PROBLEM TO SOLVE
Your response needs to be the data below, retyped exactly.

Stored data entries:
//! Triangle meshes with a single PBR-lite material.
//!
//! - [`Vertex`]: interleaved position/normal/uv, laid out for direct upload
//! - [`Material`]: base color, emissive, roughness/metallic and an optional texture
//! - [`Mesh`]: host-side geometry, its bounding box, and the backend handles
//!   it gets once uploaded
//!
//! # Vertex Layout
//!
//! | Attribute | Format    | Offset |
//! |-----------|-----------|--------|
//! | position  | Float32x3 | 0      |
//! | normal    | Float32x3 | 12     |
//! | uv        | Float32x2 | 24     |
//!
//! 32 bytes per vertex; indices are u16 triangle lists.

use std::sync::Arc;

use glam::Vec3;

use crate::bounds::Aabb;
use crate::render::{MeshId, RenderBackend, ShaderProgram, TextureId, uniforms};
use crate::texture::Texture;

/// A vertex with position, normal, and texture coordinates.
///
/// `#[repr(C)]` plus [`bytemuck::Pod`] lets a slice of vertices be handed to
/// the backend as raw bytes without copying.
#[repr(C)]
#[derive(Copy, Clone, Debug, PartialEq, bytemuck::Pod, bytemuck::Zeroable)]
pub struct Vertex {
    pub position: [f32; 3],
    pub normal: [f32; 3],
    pub uv: [f32; 2],
}

impl Vertex {
    /// Byte distance between consecutive vertices.
    pub const STRIDE: usize = std::mem::size_of::<Vertex>();

    pub fn new(position: [f32; 3], normal: [f32; 3], uv: [f32; 2]) -> Self {
        Self {
            position,
            normal,
            uv,
        }
    }
}

/// Surface parameters uploaded alongside each mesh.
#[derive(Clone, Debug)]
pub struct Material {
    pub base_color: Vec3,
    /// Alpha from the base color factor. Primitives whose alpha is exactly
    /// zero never become meshes.
    pub alpha: f32,
    pub emissive: Vec3,
    pub roughness: f32,
    pub metallic: f32,
    /// Decoded base color texture, shared between meshes using the same image.
    pub texture: Option<Arc<Texture>>,
}

impl Default for Material {
    fn default() -> Self {
        Self {
            base_color: Vec3::ONE,
            alpha: 1.0,
            emissive: Vec3::ZERO,
            roughness: 1.0,
            metallic: 0.0,
            texture: None,
        }
    }
}

/// Backend handles for an uploaded mesh.
#[derive(Clone, Copy, Debug, PartialEq, Eq)]
struct Uploaded {
    mesh: MeshId,
    texture: Option<TextureId>,
}

/// Triangle geometry with a bounding box and material.
///
/// Geometry is built on the host, then [`Mesh::upload`] hands it to the
/// backend and drops the host copies; only the counts stay behind for drawing.
#[derive(Clone, Debug, Default)]
pub struct Mesh {
    vertices: Vec<Vertex>,
    indices: Vec<u16>,
    vertex_count: usize,
    index_count: usize,
    /// Bounds of every position pushed so far.
    pub bounds: Aabb,
    pub material: Material,
    uploaded: Option<Uploaded>,
}

impl Mesh {
    pub fn new() -> Self {
        Self::default()
    }

    /// Appends a vertex and grows the bounding box around it.
    pub fn push_vertex(&mut self, vertex: Vertex) {
        self.bounds.extend(Vec3::from(vertex.position));
        self.vertices.push(vertex);
        self.vertex_count += 1;
    }

    pub fn push_triangle(&mut self, a: u16, b: u16, c: u16) {
        self.indices.extend_from_slice(&[a, b, c]);
        self.index_count += 3;
    }

    /// Host-side vertices; empty once uploaded.
    pub fn vertices(&self) -> &[Vertex] {
        &self.vertices
    }

    /// Host-side indices; empty once uploaded.
    pub fn indices(&self) -> &[u16] {
        &self.indices
    }

    pub fn vertex_count(&self) -> usize {
        self.vertex_count
    }

    pub fn index_count(&self) -> usize {
        self.index_count
    }

    pub fn is_uploaded(&self) -> bool {
        self.uploaded.is_some()
    }

    /// Uploads geometry and texture, then frees the host arrays.
    ///
    /// Does nothing if the mesh is already uploaded.
    pub fn upload(&mut self, backend: &mut impl RenderBackend) {
        if self.is_uploaded() {
            return;
        }
        let texture = self
            .material
            .texture
            .as_deref()
            .map(|texture| backend.create_texture(texture));
        self.upload_with_texture(backend, texture);
    }

    /// Uploads geometry using an already created texture handle.
    pub(crate) fn upload_with_texture(
        &mut self,
        backend: &mut impl RenderBackend,
        texture: Option<TextureId>,
    ) {
        if self.is_uploaded() {
            return;
        }
        let mesh = backend.upload_mesh(bytemuck::cast_slice(&self.vertices), &self.indices);
        self.uploaded = Some(Uploaded { mesh, texture });
        self.vertices = Vec::new();
        self.indices = Vec::new();
    }

    /// Uploads material uniforms, binds the texture and issues the draw.
    ///
    /// Meshes that were never uploaded are skipped.
    pub fn render<S: ShaderProgram>(&self, shader: &mut S, backend: &mut impl RenderBackend) {
        let Some(uploaded) = self.uploaded else {
            return;
        };

        shader.upload_vec3(uniforms::BASE_COLOR, self.material.base_color);
        shader.upload_vec3(uniforms::EMISSIVE, self.material.emissive);
        shader.upload_f32(uniforms::ROUGHNESS, self.material.roughness);
        shader.upload_f32(uniforms::METALLIC, self.material.metallic);

        let texture = match uploaded.texture {
            Some(texture) => texture,
            None => backend.white_texture(),
        };
        backend.bind_texture(texture);
        backend.draw_indexed(uploaded.mesh, self.index_count as u32);
    }
}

TASK RESULT
//! Triangle meshes with a single PBR-lite material.
//!
//! - [`Vertex`]: interleaved position/normal/uv, laid out for direct upload
//! - [`Material`]: base color, emissive, roughness/metallic and an optional texture
//! - [`Mesh`]: host-side geometry, its bounding box, and the backend handles
//!   it gets once uploaded
//!
//! # Vertex Layout
//!
//! | Attribute | Format    | Offset |
//! |-----------|-----------|--------|
//! | position  | Float32x3 | 0      |
//! | normal    | Float32x3 | 12     |
//! | uv        | Float32x2 | 24     |
//!
//! 32 bytes per vertex; indices are u16 triangle lists.

use std::sync::Arc;

use glam::Vec3;

use crate::bounds::Aabb;
use crate::render::{MeshId, RenderBackend, ShaderProgram, TextureId, uniforms};
use crate::texture::Texture;

/// A vertex with position, normal, and texture coordinates.
///
/// `#[repr(C)]` plus [`bytemuck::Pod`] lets a slice of vertices be handed to
/// the backend as raw bytes without copying.
#[repr(C)]
#[derive(Copy, Clone, Debug, PartialEq, bytemuck::Pod, bytemuck::Zeroable)]
pub struct Vertex {
    pub position: [f32; 3],
    pub normal: [f32; 3],
    pub uv: [f32; 2],
}

impl Vertex {
    /// Byte distance between consecutive vertices.
    pub const STRIDE: usize = std::mem::size_of::<Vertex>();

    pub fn new(position: [f32; 3], normal: [f32; 3], uv: [f32; 2]) -> Self {
        Self {
            position,
            normal,
            uv,
        }
    }
}

/// Surface parameters uploaded alongside each mesh.
#[derive(Clone, Debug)]
pub struct Material {
    pub base_color: Vec3,
    /// Alpha from the base color factor. Primitives whose alpha is exactly
    /// zero never become meshes.
    pub alpha: f32,
    pub emissive: Vec3,
    pub roughness: f32,
    pub metallic: f32,
    /// Decoded base color texture, shared between meshes using the same image.
    pub texture: Option<Arc<Texture>>,
}

impl Default for Material {
    fn default() -> Self {
        Self {
            base_color: Vec3::ONE,
            alpha: 1.0,
            emissive: Vec3::ZERO,
            roughness: 1.0,
            metallic: 0.0,
            texture: None,
        }
    }
}

/// Backend handles for an uploaded mesh.
#[derive(Clone, Copy, Debug, PartialEq, Eq)]
struct Uploaded {
    mesh: MeshId,
    texture: Option<TextureId>,
}

/// Triangle geometry with a bounding box and material.
///
/// Geometry is built on the host, then [`Mesh::upload`] hands it to the
/// backend and drops the host copies; only the counts stay behind for drawing.
#[derive(Clone, Debug, Default)]
pub struct Mesh {
    vertices: Vec<Vertex>,
    indices: Vec<u16>,
    vertex_count: usize,
    index_count: usize,
    /// Bounds of every position pushed so far.
    pub bounds: Aabb,
    pub material: Material,
    uploaded: Option<Uploaded>,
}

impl Mesh {
    pub fn new() -> Self {
        Self::default()
    }

    /// Appends a vertex and grows the bounding box around it.
    pub fn push_vertex(&mut self, vertex: Vertex) {
        self.bounds.extend(Vec3::from(vertex.position));
        self.vertices.push(vertex);
        self.vertex_count += 1;
    }

    pub fn push_triangle(&mut self, a: u16, b: u16, c: u16) {
        self.indices.extend_from_slice(&[a, b, c]);
        self.index_count += 3;
    }

    /// Host-side vertices; empty once uploaded.
    pub fn vertices(&self) -> &[Vertex] {
        &self.vertices
    }

    /// Host-side indices; empty once uploaded.
    pub fn indices(&self) -> &[u16] {
        &self.indices
    }

    pub fn vertex_count(&self) -> usize {
        self.vertex_count
    }

    pub fn index_count(&self) -> usize {
        self.index_count
    }

    pub fn is_uploaded(&self) -> bool {
        self.uploaded.is_some()
    }

    /// Uploads geometry and texture, then frees the host arrays.
    ///
    /// Does nothing if the mesh is already uploaded.
    pub fn upload(&mut self, backend: &mut impl RenderBackend) {
        if self.is_uploaded() {
            return;
        }
        let texture = self
            .material
            .texture
            .as_deref()
            .map(|texture| backend.create_texture(texture));
        self.upload_with_texture(backend, texture);
    }

    /// Uploads geometry using an already created texture handle.
    pub(crate) fn upload_with_texture(
        &mut self,
        backend: &mut impl RenderBackend,
        texture: Option<TextureId>,
    ) {
        if self.is_uploaded() {
            return;
        }
        let mesh = backend.upload_mesh(bytemuck::cast_slice(&self.vertices), &self.indices);
        self.uploaded = Some(Uploaded { mesh, texture });
        self.vertices = Vec::new();
        self.indices = Vec::new();
    }

    /// Uploads material uniforms, binds the texture and issues the draw.
    ///
    /// Meshes that were never uploaded are skipped.
    pub fn render<S: ShaderProgram>(&self, shader: &mut S, backend: &mut impl RenderBackend) {
        let Some(uploaded) = self.uploaded else {
            return;
        };

        shader.upload_vec3(uniforms::BASE_COLOR, self.material.base_color);
        shader.upload_vec3(uniforms::EMISSIVE, self.material.emissive);
        shader.upload_f32(uniforms::ROUGHNESS, self.material.roughness);
        shader.upload_f32(uniforms::METALLIC, self.material.metallic);

        let texture = match uploaded.texture {
            Some(texture) => texture,
            None => backend.white_texture(),
        };
        backend.bind_texture(texture);
        backend.draw_indexed(uploaded.mesh, self.index_count as u32);
    }
}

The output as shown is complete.